With the smart power management we can detect if we’re in a phase of a game that needs high frequency, or if we’re in a phase that’s limited by memory bandwidth, for instance. We can modulate the operating point of the processor to be as power efficient as possible. No need to run the engine at maximum frequency if you’re waiting on memory access. We invested heavily in that with some very high-bandwidth microcontrollers that tap into the performance monitors deep in the design to get insights into what’s going on in the engine and modulate the operating point up and down very rapidly. When you combine that capability with the high frequency, we can end up with a much more balanced design.

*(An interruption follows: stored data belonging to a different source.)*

use std::time::Duration;

use anyhow::{Context, Result};

const DEFAULT_BACKEND_API_URL: &str = "http://localhost:8080/api/v1";

/// Application configuration loaded from environment variables.
/// Every variable has a default, so the BFF starts against a local backend
/// with no configuration at all.
#[derive(Debug, Clone)]
pub struct Config {
    pub backend_api_url: String,
    pub backend_timeout: Duration,
    pub host: String,
    pub port: u16,
    pub rust_log: String,
}

impl Config {
    pub fn from_env() -> Result<Self> {
        dotenvy::dotenv().ok(); // load .env if present; ignore if missing

        Self::from_lookup(|key| std::env::var(key).ok())
    }

    /// Builds the config from an arbitrary key lookup.
    pub fn from_lookup<F>(lookup: F) -> Result<Self>
    where
        F: Fn(&str) -> Option<String>,
    {
        let backend_api_url = lookup("BACKEND_API_URL")
            .filter(|v| !v.trim().is_empty())
            .unwrap_or_else(|| DEFAULT_BACKEND_API_URL.to_string());

        let timeout_secs = lookup("BACKEND_TIMEOUT_SECS")
            .unwrap_or_else(|| "30".to_string())
            .parse::<u64>()
            .context("BACKEND_TIMEOUT_SECS must be a whole number of seconds")?;

        Ok(Config {
            backend_api_url: trim_base_url(&backend_api_url),
            backend_timeout: Duration::from_secs(timeout_secs),
            host: lookup("HOST").unwrap_or_else(|| "0.0.0.0".to_string()),
            port: lookup("PORT")
                .unwrap_or_else(|| "3001".to_string())
                .parse::<u16>()
                .context("PORT must be a valid port number")?,
            rust_log: lookup("RUST_LOG").unwrap_or_else(|| "info".to_string()),
        })
    }
}

fn trim_base_url(url: &str) -> String {
    url.trim().trim_end_matches('/').to_string()
}
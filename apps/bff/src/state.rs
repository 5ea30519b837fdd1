use std::sync::Arc;

use crate::backend::BackendApi;

/// Shared state injected into every resolver through the GraphQL context.
/// Holds no request data; master lists are loaded per operation.
#[derive(Clone)]
pub struct AppState {
    pub backend: Arc<dyn BackendApi>,
}
use async_graphql::SimpleObject;
use serde::{Deserialize, Serialize};

/// A skill reference after normalization.
#[derive(Debug, Clone, PartialEq, Serialize, Deserialize, SimpleObject)]
pub struct SkillItem {
    #[serde(rename = "type")]
    #[graphql(name = "type")]
    pub skill_type: String,
    #[graphql(name = "master_id")]
    pub master_id: i32,
    pub name: String,
    pub level: Option<String>,
    pub years: Option<i32>,
    /// False when `name` is a fallback rather than a master-list hit.
    pub resolved: bool,
}

#[derive(Debug, Clone, Default, PartialEq, Serialize, Deserialize, SimpleObject)]
pub struct Skills {
    pub items: Vec<SkillItem>,
}

#[derive(Debug, Clone, Default, PartialEq, Serialize, Deserialize, SimpleObject)]
#[graphql(rename_fields = "snake_case")]
pub struct Experience {
    pub company: String,
    pub position: String,
    pub start_date: String,
    pub end_date: String,
    pub description: String,
    pub portfolio_url: String,
}

#[derive(Debug, Clone, Default, PartialEq, Serialize, Deserialize, SimpleObject)]
#[serde(rename_all = "camelCase")]
pub struct Resume {
    pub id: i32,
    pub user_id: i32,
    pub title: String,
    pub description: String,
    pub date: String,
    pub skills: Skills,
    pub experiences: Vec<Experience>,
    pub verified: bool,
    pub created_at: String,
    pub updated_at: String,
}

impl Resume {
    pub fn unresolved_skill_count(&self) -> usize {
        self.skills.items.iter().filter(|s| !s.resolved).count()
    }
}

The other thing is just the bread-and-butter of switching capacitance optimizations. Most of my background is in CPU design. I drove a lot of the power improvements there that culminated in the Zen architecture. There’s a lot of detailed engineering metrics that we drive that analyze the efficiency of the architecture. As you can imagine, we have billions of transistors in these things. We should only be wiggling the ones that are delivering useful work. We would burn thousands of watts if we switched all the transistors simultaneously. Only a tiny fraction of them are necessary to do the work at a given point in time.

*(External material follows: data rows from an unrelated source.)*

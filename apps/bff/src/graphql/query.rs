use async_graphql::{Context, ErrorExtensions, Object, Result};

use crate::errors::AppError;
use crate::graphql::types::{Language, Os, Tool};
use crate::models::resume::Resume;
use crate::resumes;
use crate::state::AppState;

/// Root query object for GraphQL
pub struct QueryRoot;

#[Object]
impl QueryRoot {
    /// Operating systems master list
    async fn os_list(&self, ctx: &Context<'_>) -> Result<Vec<Os>> {
        let state = ctx.data::<AppState>()?;
        let list = state
            .backend
            .list_os()
            .await
            .map_err(|e| AppError::from(e).extend())?;
        Ok(list.into_iter().map(Os::from).collect())
    }

    /// Tools master list
    async fn tools_list(&self, ctx: &Context<'_>) -> Result<Vec<Tool>> {
        let state = ctx.data::<AppState>()?;
        let list = state
            .backend
            .list_tools()
            .await
            .map_err(|e| AppError::from(e).extend())?;
        Ok(list.into_iter().map(Tool::from).collect())
    }

    /// Programming languages master list
    async fn languages_list(&self, ctx: &Context<'_>) -> Result<Vec<Language>> {
        let state = ctx.data::<AppState>()?;
        let list = state
            .backend
            .list_languages()
            .await
            .map_err(|e| AppError::from(e).extend())?;
        Ok(list.into_iter().map(Language::from).collect())
    }

    /// All resumes, or those belonging to `userId`
    async fn resumes(&self, ctx: &Context<'_>, user_id: Option<i32>) -> Result<Vec<Resume>> {
        let state = ctx.data::<AppState>()?;
        resumes::list_resumes(state.backend.as_ref(), user_id)
            .await
            .map_err(|e| e.extend())
    }

    /// A single resume; null when it does not exist
    async fn resume(&self, ctx: &Context<'_>, id: i32) -> Result<Option<Resume>> {
        let state = ctx.data::<AppState>()?;
        resumes::get_resume(state.backend.as_ref(), id)
            .await
            .map_err(|e| e.extend())
    }
}
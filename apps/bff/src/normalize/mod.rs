pub mod fields;
pub mod resume;
pub mod skills;

pub use resume::normalize_resume;
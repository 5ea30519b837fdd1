//! Resume orchestration: load master data, fetch raw records, normalize.
//!
//! Master lists are loaded per call and threaded through explicitly, so
//! concurrent requests never share lookup state.

use serde_json::Value;
use tracing::{info, warn};

use crate::backend::{BackendApi, BackendError};
use crate::errors::AppError;
use crate::graphql::types::ResumeInput;
use crate::masters::load_master_data;
use crate::models::master::MasterData;
use crate::models::resume::Resume;
use crate::normalize::normalize_resume;

/// All resumes, or only `user_id`'s when given. Filtering is the backend's job.
pub async fn list_resumes(
    api: &dyn BackendApi,
    user_id: Option<i32>,
) -> Result<Vec<Resume>, AppError> {
    let masters = load_master_data(api).await?;
    let raw = api.list_resumes(user_id).await?;

    let records = match raw {
        Value::Array(records) => records,
        Value::Null => Vec::new(),
        other => {
            warn!("Expected a resume array from the backend, got {}", kind_of(&other));
            Vec::new()
        }
    };

    Ok(records
        .iter()
        .map(|record| normalize_checked(record, &masters))
        .collect())
}

pub async fn get_resume(api: &dyn BackendApi, id: i32) -> Result<Option<Resume>, AppError> {
    let masters = load_master_data(api).await?;
    let raw = api.get_resume(id).await?;
    Ok(raw.map(|record| {
        let mut resume = normalize_checked(&record, &masters);
        // Some backend DTOs omit `id` on single-record reads.
        if resume.id == 0 {
            resume.id = id;
        }
        resume
    }))
}

/// Creates a resume and returns it in canonical form. When the backend
/// answers without a record (empty body or a bare flag), the submitted
/// payload is normalized instead.
pub async fn create_resume(api: &dyn BackendApi, input: &ResumeInput) -> Result<Resume, AppError> {
    input.validate()?;

    let masters = load_master_data(api).await?;
    let payload = serde_json::to_value(input.to_backend_payload())
        .map_err(BackendError::Parse)?;
    let created = api.create_resume(&payload).await?;

    let record = if created.is_object() { &created } else { &payload };
    let resume = normalize_checked(record, &masters);
    info!("Created resume '{}' (id {})", resume.title, resume.id);
    Ok(resume)
}

fn normalize_checked(record: &Value, masters: &MasterData) -> Resume {
    let resume = normalize_resume(record, masters);
    let unresolved = resume.unresolved_skill_count();
    if unresolved > 0 {
        warn!(
            resume_id = resume.id,
            unresolved, "Resume has skill references missing from master data"
        );
    }
    resume
}

fn kind_of(value: &Value) -> &'static str {
    match value {
        Value::Null => "null",
        Value::Bool(_) => "a boolean",
        Value::Number(_) => "a number",
        Value::String(_) => "a string",
        Value::Array(_) => "an array",
        Value::Object(_) => "an object",
    }
}
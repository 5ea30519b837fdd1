pub mod mutation;
pub mod query;
pub mod schema;
pub mod types;

pub use schema::{create_schema, BffSchema};
use tracing::{error, info};

use crate::backend::BackendApi;
use crate::errors::AppError;
use crate::graphql::types::{LoginInput, RegisterInput};
use crate::models::user::{LoginResponse, RegisterResponse};

pub async fn login(api: &dyn BackendApi, input: &LoginInput) -> Result<LoginResponse, AppError> {
    let raw = api
        .login(&input.email, &input.password)
        .await
        .map_err(|e| {
            error!("Login failed: {e}");
            e
        })?;

    let response = LoginResponse::from_backend(&raw);
    info!("User {} logged in", response.user.id);
    Ok(response)
}

pub async fn register(
    api: &dyn BackendApi,
    input: &RegisterInput,
) -> Result<RegisterResponse, AppError> {
    let raw = api
        .signup(&input.username, &input.email, &input.password)
        .await
        .map_err(|e| {
            error!("Registration failed for {}: {e}", input.username);
            e
        })?;

    let response = RegisterResponse::from_backend(&raw);
    info!("Registered user {} ({})", response.id, response.username);
    Ok(response)
}

#[cfg(test)]
mod tests {
    use super::*;
    use crate::backend::fake::FakeBackend;
    use crate::backend::BackendError;
    use serde_json::json;

    #[tokio::test]
    async fn test_login_forwards_credentials_and_maps_response() {
        let api = FakeBackend::default().with_auth_response(
            json!({"ID": 4, "Username": "aoi", "Email": "aoi@example.com", "Token": "abc"}),
        );
        let input = LoginInput {
            email: "aoi@example.com".to_string(),
            password: "secret".to_string(),
        };

        let response = login(&api, &input).await.unwrap();
        assert_eq!(response.user.username, "aoi");
        assert_eq!(response.token, "abc");
        assert_eq!(
            api.last_body().unwrap(),
            json!({"email": "aoi@example.com", "password": "secret"})
        );
    }

    #[tokio::test]
    async fn test_login_error_is_propagated() {
        let api = FakeBackend::default().failing("/login");
        let input = LoginInput {
            email: "x@example.com".to_string(),
            password: "nope".to_string(),
        };
        let err = login(&api, &input).await.unwrap_err();
        assert!(matches!(err, AppError::Backend(BackendError::Api { status: 500, .. })));
    }

    #[tokio::test]
    async fn test_register_maps_response() {
        let api = FakeBackend::default()
            .with_auth_response(json!({"id": 9, "username": "sora", "email": "sora@example.com"}));
        let input = RegisterInput {
            username: "sora".to_string(),
            email: "sora@example.com".to_string(),
            password: "pw".to_string(),
        };
        let response = register(&api, &input).await.unwrap();
        assert_eq!(response.id, "9");
        assert_eq!(response.email, "sora@example.com");
        assert!(api.calls().contains(&"/signup".to_string()));
    }
}
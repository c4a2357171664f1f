//! Response Parser — turns the model's free-text reply into the fixed schema.
//!
//! Two passes:
//! 1. `split_sections`: one forward scan, one open section at a time, producing
//!    an ordered `label → body` map. A repeated label overwrites its body.
//! 2. `parse`: remaps known labels onto `AnalysisResponse` fields; everything
//!    else is kept verbatim in `additional_fields`.
//!
//! Header detection is heuristic by nature. A body line that begins with a known
//! label and a colon opens a new section, and any short colon-terminated line is
//! treated as a header. Both behaviors are relied upon by callers.

use indexmap::IndexMap;

use crate::analysis::models::AnalysisResponse;

/// Section labels across education, research and interview prompts.
/// Matched case-sensitively as `"{label}:"` at the start of a trimmed line.
pub const KNOWN_HEADERS: &[&str] = &[
    // Education
    "Mistake Type",
    "Error Pattern Tag",
    "Confidence Level",
    "Consistency Check",
    "What Went Wrong",
    "Why This Happens",
    "How To Rethink",
    "What Would Have Prevented This",
    "What Would Have Prevented",
    "Reflection Question",
    // Research
    "Reasoning Error Category",
    "Cognitive Pattern",
    "Confidence in Classification",
    "Agreement with User Analysis",
    "Research Interpretation",
    "Why This Pattern Occurs",
    "Broader Implications",
    "Related Cognitive Biases",
    // Interview
    "Interviewer Assessment",
    "Risk Signals",
];

/// Line boundaries, matching the separators of a universal-newlines split.
const LINE_BREAKS: [char; 10] = [
    '\n', '\r', '\u{0b}', '\u{0c}', '\u{1c}', '\u{1d}', '\u{1e}', '\u{85}', '\u{2028}', '\u{2029}',
];

/// Unknown headers must be shorter than this many characters (colon included).
const MAX_FALLBACK_HEADER_CHARS: usize = 50;

/// Schema field a section label is mapped onto.
#[derive(Debug, Clone, Copy, PartialEq, Eq)]
enum Field {
    MistakeType,
    ReasoningPattern,
    Explanation,
}

fn field_for(label: &str) -> Option<Field> {
    match label {
        "Mistake Type" | "Reasoning Error Category" => Some(Field::MistakeType),
        "Error Pattern Tag" | "Cognitive Pattern" => Some(Field::ReasoningPattern),
        "What Went Wrong" | "Research Interpretation" => Some(Field::Explanation),
        _ => None,
    }
}

/// Ordered header → body mapping.
pub type ParsedSections = IndexMap<String, String>;

/// A header line: its label and any inline content after the colon.
#[derive(Debug, PartialEq)]
struct Header<'a> {
    label: &'a str,
    inline: &'a str,
}

fn strip_bullet(text: &str) -> &str {
    text.strip_prefix("- ").unwrap_or(text)
}

/// `line` is already trimmed and non-empty.
fn detect_header(line: &str) -> Option<Header<'_>> {
    for &label in KNOWN_HEADERS {
        if let Some(rest) = line
            .strip_prefix(label)
            .and_then(|rest| rest.strip_prefix(':'))
        {
            return Some(Header {
                label,
                inline: strip_bullet(rest.trim()).trim(),
            });
        }
    }

    if line.ends_with(':')
        && !line.starts_with('-')
        && line.chars().count() < MAX_FALLBACK_HEADER_CHARS
    {
        return Some(Header {
            label: &line[..line.len() - 1],
            inline: "",
        });
    }

    None
}

/// Splits raw model output into labelled sections.
///
/// Blank lines are skipped. Content seen before the first header is dropped.
pub fn split_sections(raw: &str) -> ParsedSections {
    let mut sections = ParsedSections::new();
    let mut current: Option<(&str, Vec<&str>)> = None;

    // Splitting CRLF on both characters only adds blank lines, which are skipped anyway.
    for line in raw.split(LINE_BREAKS) {
        let line = line.trim();
        if line.is_empty() {
            continue;
        }

        match detect_header(line) {
            Some(header) => {
                if let Some((label, content)) = current.take() {
                    close_section(&mut sections, label, &content);
                }
                let content = if header.inline.is_empty() {
                    Vec::new()
                } else {
                    vec![header.inline]
                };
                current = Some((header.label, content));
            }
            None => {
                if let Some((_, content)) = current.as_mut() {
                    content.push(strip_bullet(line));
                }
            }
        }
    }

    if let Some((label, content)) = current {
        close_section(&mut sections, label, &content);
    }

    sections
}

fn close_section(sections: &mut ParsedSections, label: &str, content: &[&str]) {
    sections.insert(label.to_string(), content.join("\n").trim().to_string());
}

/// Parses raw model output into an `AnalysisResponse`.
///
/// `raw_response` is left unset; the orchestrator attaches the untouched text.
/// With no mapped sections the response keeps its defaults and the whole raw
/// text becomes the explanation.
pub fn parse(raw: &str) -> AnalysisResponse {
    let mut response = AnalysisResponse::with_explanation(raw);
    let mut explanation_set = false;

    for (label, value) in split_sections(raw) {
        match field_for(&label) {
            Some(Field::MistakeType) => response.mistake_type = value,
            Some(Field::ReasoningPattern) => response.reasoning_pattern = value,
            Some(Field::Explanation) if explanation_set => {
                response
                    .explanation
                    .push_str(&format!("\n\n**{label}**:\n{value}"));
            }
            Some(Field::Explanation) => {
                response.explanation = value;
                explanation_set = true;
            }
            None => {
                response.additional_fields.insert(label, value);
            }
        }
    }

    response
}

We analyze our design pre-silicon, as we’re in the process of developing it, to assess that efficiency. In other words, when a gate switches, did we actually need to switch it? It’s a mentality change that is analyzing the implementations to look at every bit of activity and see whether it’s required for performance. If it’s not, shut it off. We took those kinds of approaches and that thinking from our CPU side and drove a pretty dramatic improvement in all of those switching metrics. We absolutely analyzed heavily the Nvidia designs and what they were doing, and of course targeted doing much better.

amd sam 4
It isn’t easy keeping up with user demands. Image courtesy AMD.

VentureBeat: I remember when Raja Koduri shifted over to Intel in 2017. I know that one person can’t make that huge a difference, but is there anything you would trace to pre-Raja and post-Raja in terms of how AMD looks at graphics? Is there anything you gravitated more or less toward?

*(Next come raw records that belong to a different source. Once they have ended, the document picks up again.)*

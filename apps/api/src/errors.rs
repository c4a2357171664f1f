use axum::{
    http::StatusCode,
    response::{IntoResponse, Response},
    Json,
};
use serde_json::json;
use thiserror::Error;

use crate::llm_client::GenerationError;

/// Application-level error type.
/// Implements `IntoResponse` so Axum handlers can return `Result<T, AppError>`.
///
/// Only infrastructure failures end up here. Empty, unsafe, or unparseable
/// generations are regular `200` analyses.
#[derive(Debug, Error)]
pub enum AppError {
    #[error("Generation error: {0}")]
    Generation(#[from] GenerationError),

    #[error("Internal server error: {0}")]
    Internal(#[from] anyhow::Error),
}

impl AppError {
    fn parts(&self) -> (StatusCode, &'static str, String) {
        match self {
            AppError::Generation(e) if e.is_timeout() => {
                tracing::error!("Generation timed out: {e}");
                (
                    StatusCode::GATEWAY_TIMEOUT,
                    "GENERATION_TIMEOUT",
                    "The model did not respond in time".to_string(),
                )
            }
            AppError::Generation(e) => {
                tracing::error!("Generation error: {e}");
                (
                    StatusCode::BAD_GATEWAY,
                    "GENERATION_FAILED",
                    format!("The model could not be reached: {e}"),
                )
            }
            AppError::Internal(e) => {
                tracing::error!("Internal error: {e:?}");
                (
                    StatusCode::INTERNAL_SERVER_ERROR,
                    "INTERNAL_ERROR",
                    "An internal server error occurred".to_string(),
                )
            }
        }
    }
}

impl IntoResponse for AppError {
    fn into_response(self) -> Response {
        let (status, code, message) = self.parts();

        let body = Json(json!({
            "error": {
                "code": code,
                "message": message
            }
        }));

        (status, body).into_response()
    }
}

#[cfg(test)]
mod tests {
    use super::*;
    use std::time::Duration;

    #[test]
    fn test_timeout_maps_to_gateway_timeout() {
        let err = AppError::from(GenerationError::Timeout(Duration::from_secs(5)));
        assert_eq!(err.into_response().status(), StatusCode::GATEWAY_TIMEOUT);
    }

    #[test]
    fn test_transport_failure_maps_to_bad_gateway() {
        let err = AppError::from(GenerationError::AbnormalExit {
            status: "exit status: 1".to_string(),
        });
        assert_eq!(err.into_response().status(), StatusCode::BAD_GATEWAY);
    }

    #[test]
    fn test_internal_maps_to_500() {
        let err = AppError::from(anyhow::anyhow!("boom"));
        assert_eq!(
            err.into_response().status(),
            StatusCode::INTERNAL_SERVER_ERROR
        );
    }
}
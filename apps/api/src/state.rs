use crate::analysis::orchestrator::Orchestrator;
use crate::config::Config;

/// Shared application state injected into all route handlers via Axum extractors.
#[derive(Clone)]
pub struct AppState {
    /// Stateless pipeline over the immutable prompt table and the generator backend.
    pub orchestrator: Orchestrator,
    pub config: Config,
}
//! Axum route handlers for the Analysis API.

use axum::{extract::State, Json};
use tracing::info;
use uuid::Uuid;

use crate::analysis::models::{AnalysisRequest, AnalysisResponse};
use crate::errors::AppError;
use crate::state::AppState;

/// POST /analyze
///
/// Diagnoses the reasoning mistake in `reasoning` for `problem`. Empty, unsafe,
/// or unparseable generations still return 200 with a structured body. Only
/// generator failures return an error status.
pub async fn handle_analyze(
    State(state): State<AppState>,
    Json(request): Json<AnalysisRequest>,
) -> Result<Json<AnalysisResponse>, AppError> {
    let request_id = Uuid::new_v4();
    info!(
        %request_id,
        mode = request.mode().as_str(),
        problem_len = request.problem.len(),
        reasoning_len = request.reasoning.len(),
        "Analysis requested"
    );

    let response = state.orchestrator.analyze(&request).await?;

    info!(%request_id, mistake_type = %response.mistake_type, "Analysis complete");
    Ok(Json(response))
}
// Mistake analysis: prompt composition, generation, safety filtering, and
// parsing of the model's reply into the response schema.
// All generations go through llm_client; nothing here spawns processes directly.

pub mod cleaner;
pub mod composer;
pub mod handlers;
pub mod models;
pub mod orchestrator;
pub mod parser;
pub mod prompts;
pub mod safety;
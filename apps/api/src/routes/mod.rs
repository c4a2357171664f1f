pub mod health;

use axum::{
    routing::{get, post},
    Router,
};

use crate::analysis::handlers;
use crate::state::AppState;

pub fn build_router(state: AppState) -> Router {
    Router::new()
        .route("/health", get(health::health_handler))
        .route("/analyze", post(handlers::handle_analyze))
        .with_state(state)
}
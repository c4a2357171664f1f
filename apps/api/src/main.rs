mod analysis;
mod config;
mod errors;
mod llm_client;
mod routes;
mod state;

use anyhow::Result;
use std::net::SocketAddr;
use std::sync::Arc;
use tower_http::{cors::CorsLayer, trace::TraceLayer};
use tracing::info;
use tracing_subscriber::{layer::SubscriberExt, util::SubscriberInitExt, EnvFilter};

use crate::analysis::orchestrator::Orchestrator;
use crate::analysis::prompts::PromptTable;
use crate::config::{Config, GeneratorBackend};
use crate::llm_client::{Generator, OllamaHttpGenerator, ProcessGenerator};
use crate::routes::build_router;
use crate::state::AppState;

#[tokio::main]
async fn main() -> Result<()> {
    // Load configuration first (fails on malformed values)
    let config = Config::from_env()?;

    // Initialize structured logging
    tracing_subscriber::registry()
        .with(EnvFilter::try_from_default_env().unwrap_or_else(|_| {
            EnvFilter::new(format!("{}={}", env!("CARGO_PKG_NAME"), &config.rust_log))
        }))
        .with(tracing_subscriber::fmt::layer())
        .init();

    info!("Starting Reasoning Analyzer v{}", env!("CARGO_PKG_VERSION"));

    // Load system prompts once; immutable for the life of the process
    let prompts = Arc::new(PromptTable::load(&config.prompts_dir));

    // Initialize generator backend
    let generator = build_generator(&config)?;
    info!(
        "Generator initialized (backend: {:?}, model: {}, timeout: {}s)",
        config.generator_backend,
        generator.model(),
        config.generation_timeout.as_secs()
    );

    let state = AppState {
        orchestrator: Orchestrator::new(prompts, generator),
        config: config.clone(),
    };

    let app = build_router(state)
        .layer(TraceLayer::new_for_http())
        .layer(CorsLayer::permissive()); // TODO: restrict origins once the front-end has a fixed host

    let addr: SocketAddr = format!("0.0.0.0:{}", config.port).parse()?;
    info!("Listening on {addr}");

    let listener = tokio::net::TcpListener::bind(addr).await?;
    axum::serve(listener, app).await?;

    Ok(())
}

/// Builds the configured `Generator`: a process per call, or the Ollama HTTP API.
fn build_generator(config: &Config) -> Result<Arc<dyn Generator>> {
    let generator: Arc<dyn Generator> = match config.generator_backend {
        GeneratorBackend::Process => {
            let mut process = ProcessGenerator::new(&config.generator_bin, &config.model_name)
                .with_timeout(config.generation_timeout)
                .with_max_concurrent(config.max_concurrent_generations);
            if let Some(args) = &config.generator_args {
                process = process.with_args(args.clone());
            }
            Arc::new(process)
        }
        GeneratorBackend::Http => Arc::new(OllamaHttpGenerator::new(
            &config.ollama_url,
            &config.model_name,
            config.generation_timeout,
        )?),
    };
    Ok(generator)
}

Naffziger: Raja is a visionary. He paints a great and compelling picture of the gaming future and features that are required to drive the gaming experience to the next level. He’s great at that. As far as hands-on silicon execution, his background is in software. He definitely helped AMD to improve our software game and feature sets. I worked closely with Raja, but I didn’t join the graphics group until after he had left. He had a sabbatical there and went to Intel. So as far as the performance-per-watt, that was not really Raja’s footprint. But some of the software dimensions and such.

VentureBeat: How much do you credit things like, say, manufacturing staying on track and design taking the right approach as well? It was an interesting time in the last few years, where TSMC outdid Intel. That was such a shock to the system. It was so different from what people were used to. How important was it to have these things happening at the same time? Interesting directions in design, but also much more competitive foundries.

Naffziger: That’s a very important point. The underlying manufacturing technology is absolutely critical. In fact, usually when we do the product launches, we break out the percentage gains that we got from each dimension – performance-per-watt, power efficiency optimizations, process technology. That was key. We placed our bets with TSMC and the 7nm delivered. Of course we’re continuing to leverage their latest generation of technology. Nvidia has the freedom to choose TSMC as well. As you know, Intel is going to be leveraging TSMC also, especially for graphics. Their new Arc line has the same process technology as our GPUs. In some sense, with freedom of choice we have a level playing field there in tech. But it’s key.

The other thing to point out is that from RDNA 1 to RDNA 2, that was the same 7nm, and we still managed to squeeze a doubling of performance and a 50% gain in performance-per-watt. That’s just design prowess. We’re proud of that. Some of that was not just the basics of optimizable switching. We also did innovative architecture developments. The Infinity Cache in particular was an exciting thing to bring to market. That, as well as some of the power optimizations, was a CPU-leveraged capability. At the core of that is the same dense SRAM array that we use in our CPU designs for the L3 cache. It’s very power-efficient, very high bandwidth, and it turned out it was a great fit for graphics. No one had done such a large last-level cache like that. In fact, there was a lot of uncertainty as to whether the rates would be high enough to justify it. But we placed a bet, because going to a much wider GDDR6 interface is certainly a high-power solution for getting that bandwidth. We placed a bet on that. We went with a narrower bus interface and a large cache. That’s worked well for us. We see Nvidia following suit with larger last-level caches. But no one’s at 128MB yet.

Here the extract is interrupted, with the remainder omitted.